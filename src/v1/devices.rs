use std::path::Path;

use oci_spec::runtime::LinuxDeviceCgroup;

use super::controller::Controller;
use crate::common::{self, default_device_rules, ControllerOpt, WrappedIoError};

pub struct Devices {}

impl Controller for Devices {
    type Error = WrappedIoError;
    type Resource = ();

    fn apply(controller_opt: &ControllerOpt, cgroup_root: &Path) -> Result<(), Self::Error> {
        tracing::debug!("Apply Devices cgroup config");

        match Self::apply_all(controller_opt, cgroup_root) {
            Ok(()) => Ok(()),
            // A rootless user's cgroup namespace typically can't write
            // devices.allow/devices.deny at all; tolerate that uniformly,
            // the same way crun's write_devices_resources does for both
            // cgroup versions.
            Err(err) if common::is_rootless() => {
                tracing::warn!("ignoring devices cgroup failure while rootless: {}", err);
                Ok(())
            }
            Err(err) => Err(err),
        }
    }

    // always needs to be called due to default devices
    fn needs_to_handle<'a>(_controller_opt: &'a ControllerOpt) -> Option<&'a Self::Resource> {
        Some(&())
    }
}

impl Devices {
    fn apply_all(controller_opt: &ControllerOpt, cgroup_root: &Path) -> Result<(), WrappedIoError> {
        // User rules first, then the fixed default table, matching the order
        // crun writes devices.allow/devices.deny in.
        if let Some(devices) = controller_opt.resources.devices().as_ref() {
            for d in devices {
                Self::apply_device(d, cgroup_root)?;
            }
        }

        for d in default_device_rules() {
            Self::apply_device(&d, cgroup_root)?;
        }

        Ok(())
    }

    fn apply_device(device: &LinuxDeviceCgroup, cgroup_root: &Path) -> Result<(), WrappedIoError> {
        let path = if device.allow() {
            cgroup_root.join("devices.allow")
        } else {
            cgroup_root.join("devices.deny")
        };

        common::write_cgroup_file_str(path, &device.to_string())?;
        Ok(())
    }
}
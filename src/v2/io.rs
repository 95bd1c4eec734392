use std::{
    num::ParseIntError,
    path::{Path, PathBuf},
};

use crate::{
    common::{self, ControllerOpt, WrappedIoError},
    stats::{
        self, psi_stats, BlkioDeviceStat, BlkioStats, ParseDeviceNumberError,
        ParseNestedKeyedDataError, StatsProvider,
    },
};

use super::controller::Controller;
use oci_spec::runtime::LinuxBlockIo;

const CGROUP_BFQ_IO_WEIGHT: &str = "io.bfq.weight";
const CGROUP_IO_WEIGHT: &str = "io.weight";
const CGROUP_IO_STAT: &str = "io.stat";
const CGROUP_IO_PSI: &str = "io.pressure";

#[derive(thiserror::Error, Debug)]
pub enum V2IoControllerError {
    #[error("io error: {0}")]
    WrappedIo(#[from] WrappedIoError),
    #[error("cannot set leaf_weight with cgroupv2")]
    LeafWeight,
}

pub struct Io {}

impl Controller for Io {
    type Error = V2IoControllerError;

    fn apply(controller_opt: &ControllerOpt, cgroup_root: &Path) -> Result<(), Self::Error> {
        tracing::debug!("Apply io cgroup v2 config");
        if let Some(io) = &controller_opt.resources.block_io() {
            Self::apply(cgroup_root, io)?;
        }
        Ok(())
    }
}

#[derive(thiserror::Error, Debug)]
pub enum V2IoStatsError {
    #[error("io error: {0}")]
    WrappedIo(#[from] WrappedIoError),
    #[error("while parsing stat table: {0}")]
    ParseNestedKeyedData(#[from] ParseNestedKeyedDataError),
    #[error("while parsing device number: {0}")]
    ParseDeviceNumber(#[from] ParseDeviceNumberError),
    #[error("while parsing table value: {0}")]
    ParseInt(#[from] ParseIntError),
}

impl StatsProvider for Io {
    type Error = V2IoStatsError;
    type Stats = BlkioStats;

    fn stats(cgroup_path: &Path) -> Result<Self::Stats, Self::Error> {
        let keyed_data = stats::parse_nested_keyed_data(&cgroup_path.join(CGROUP_IO_STAT))?;
        let mut service_bytes = Vec::with_capacity(keyed_data.len());
        let mut serviced = Vec::with_capacity(keyed_data.len());
        for entry in keyed_data {
            let (major, minor) = stats::parse_device_number(&entry.0)?;
            for value in entry.1 {
                if value.starts_with("rbytes") {
                    service_bytes.push(BlkioDeviceStat {
                        major,
                        minor,
                        op_type: Some("read".to_owned()),
                        value: stats::parse_value(&value[7..])?,
                    });
                } else if value.starts_with("wbytes") {
                    service_bytes.push(BlkioDeviceStat {
                        major,
                        minor,
                        op_type: Some("write".to_owned()),
                        value: stats::parse_value(&value[7..])?,
                    });
                } else if value.starts_with("rios") {
                    serviced.push(BlkioDeviceStat {
                        major,
                        minor,
                        op_type: Some("read".to_owned()),
                        value: stats::parse_value(&value[5..])?,
                    });
                } else if value.starts_with("wios") {
                    serviced.push(BlkioDeviceStat {
                        major,
                        minor,
                        op_type: Some("write".to_owned()),
                        value: stats::parse_value(&value[5..])?,
                    });
                }
            }
        }

        let stats = BlkioStats {
            service_bytes,
            serviced,
            psi: psi_stats(&cgroup_path.join(CGROUP_IO_PSI))?,
            ..Default::default()
        };

        Ok(stats)
    }
}

impl Io {
    // Since the OCI spec is designed for cgroup v1, in some cases
    // there is need to convert from the cgroup v1 configuration to cgroup v2
    // the formula for BlkIOWeight to IOWeight is y = (1 + (x - 10) * 9999 / 990)
    // convert linearly from [10-1000] to [1-10000]
    fn convert_cfq_io_weight_to_bfq(v: u16) -> u16 {
        if v == 0 {
            return 0;
        }
        1 + (v.saturating_sub(10)) * 9999 / 990
    }

    fn io_max_path(path: &Path) -> PathBuf {
        path.join("io.max")
    }

    // linux kernel doc: https://www.kernel.org/doc/html/latest/admin-guide/cgroup-v2.html#io
    fn apply(root_path: &Path, blkio: &LinuxBlockIo) -> Result<(), V2IoControllerError> {
        if let Some(weight_device) = blkio.weight_device() {
            for wd in weight_device {
                if let Some(weight) = wd.weight() {
                    common::write_cgroup_file(
                        root_path.join(CGROUP_BFQ_IO_WEIGHT),
                        format!("{}:{} {}", wd.major(), wd.minor(), weight),
                    )?;
                }
            }
        }
        if let Some(leaf_weight) = blkio.leaf_weight() {
            if leaf_weight > 0 {
                return Err(V2IoControllerError::LeafWeight);
            }
        }
        if let Some(io_weight) = blkio.weight() {
            // be aligned with what runc does
            // See also: https://github.com/opencontainers/runc/blob/81044ad7c902f3fc153cb8ffadaf4da62855193f/libcontainer/cgroups/fs2/io.go#L57-L69
            if io_weight > 0 {
                let cgroup_file = root_path.join(CGROUP_BFQ_IO_WEIGHT);
                if cgroup_file.exists() {
                    common::write_cgroup_file(cgroup_file, io_weight)?;
                } else {
                    common::write_cgroup_file(
                        root_path.join(CGROUP_IO_WEIGHT),
                        Self::convert_cfq_io_weight_to_bfq(io_weight),
                    )?;
                }
            }
        }

        if let Some(throttle_read_bps_device) = blkio.throttle_read_bps_device() {
            for trbd in throttle_read_bps_device {
                common::write_cgroup_file(
                    Self::io_max_path(root_path),
                    format!("{}:{} rbps={}", trbd.major(), trbd.minor(), trbd.rate()),
                )?;
            }
        }

        if let Some(throttle_write_bps_device) = blkio.throttle_write_bps_device() {
            for twbd in throttle_write_bps_device {
                common::write_cgroup_file(
                    Self::io_max_path(root_path),
                    format!("{}:{} wbps={}", twbd.major(), twbd.minor(), twbd.rate()),
                )?;
            }
        }

        if let Some(throttle_read_iops_device) = blkio.throttle_read_iops_device() {
            for trid in throttle_read_iops_device {
                common::write_cgroup_file(
                    Self::io_max_path(root_path),
                    format!("{}:{} riops={}", trid.major(), trid.minor(), trid.rate()),
                )?;
            }
        }

        if let Some(throttle_write_iops_device) = blkio.throttle_write_iops_device() {
            for twid in throttle_write_iops_device {
                common::write_cgroup_file(
                    Self::io_max_path(root_path),
                    format!("{}:{} wiops={}", twid.major(), twid.minor(), twid.rate()),
                )?;
            }
        }

        Ok(())
    }
}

........

# REQUIREMENT:
From the data above, output only the lines between the line containing "Self::apply_device(&d, cgroup_root)?;" and the line containing "type Stats = BlkioStats;", inclusive, exactly as written.

# EXERCISE SOLUTION:
            Self::apply_device(&d, cgroup_root)?;
        }

        Ok(())
    }

    fn apply_device(device: &LinuxDeviceCgroup, cgroup_root: &Path) -> Result<(), WrappedIoError> {
        let path = if device.allow() {
            cgroup_root.join("devices.allow")
        } else {
            cgroup_root.join("devices.deny")
        };

        common::write_cgroup_file_str(path, &device.to_string())?;
        Ok(())
    }
}
filename src/v2/io.rs
repository 95bd1c4eec734392
use std::{
    num::ParseIntError,
    path::{Path, PathBuf},
};

use crate::{
    common::{self, ControllerOpt, WrappedIoError},
    stats::{
        self, psi_stats, BlkioDeviceStat, BlkioStats, ParseDeviceNumberError,
        ParseNestedKeyedDataError, StatsProvider,
    },
};

use super::controller::Controller;
use oci_spec::runtime::LinuxBlockIo;

const CGROUP_BFQ_IO_WEIGHT: &str = "io.bfq.weight";
const CGROUP_IO_WEIGHT: &str = "io.weight";
const CGROUP_IO_STAT: &str = "io.stat";
const CGROUP_IO_PSI: &str = "io.pressure";

#[derive(thiserror::Error, Debug)]
pub enum V2IoControllerError {
    #[error("io error: {0}")]
    WrappedIo(#[from] WrappedIoError),
    #[error("cannot set leaf_weight with cgroupv2")]
    LeafWeight,
}

pub struct Io {}

impl Controller for Io {
    type Error = V2IoControllerError;

    fn apply(controller_opt: &ControllerOpt, cgroup_root: &Path) -> Result<(), Self::Error> {
        tracing::debug!("Apply io cgroup v2 config");
        if let Some(io) = &controller_opt.resources.block_io() {
            Self::apply(cgroup_root, io)?;
        }
        Ok(())
    }
}

#[derive(thiserror::Error, Debug)]
pub enum V2IoStatsError {
    #[error("io error: {0}")]
    WrappedIo(#[from] WrappedIoError),
    #[error("while parsing stat table: {0}")]
    ParseNestedKeyedData(#[from] ParseNestedKeyedDataError),
    #[error("while parsing device number: {0}")]
    ParseDeviceNumber(#[from] ParseDeviceNumberError),
    #[error("while parsing table value: {0}")]
    ParseInt(#[from] ParseIntError),
}

impl StatsProvider for Io {
    type Error = V2IoStatsError;
    type Stats = BlkioStats;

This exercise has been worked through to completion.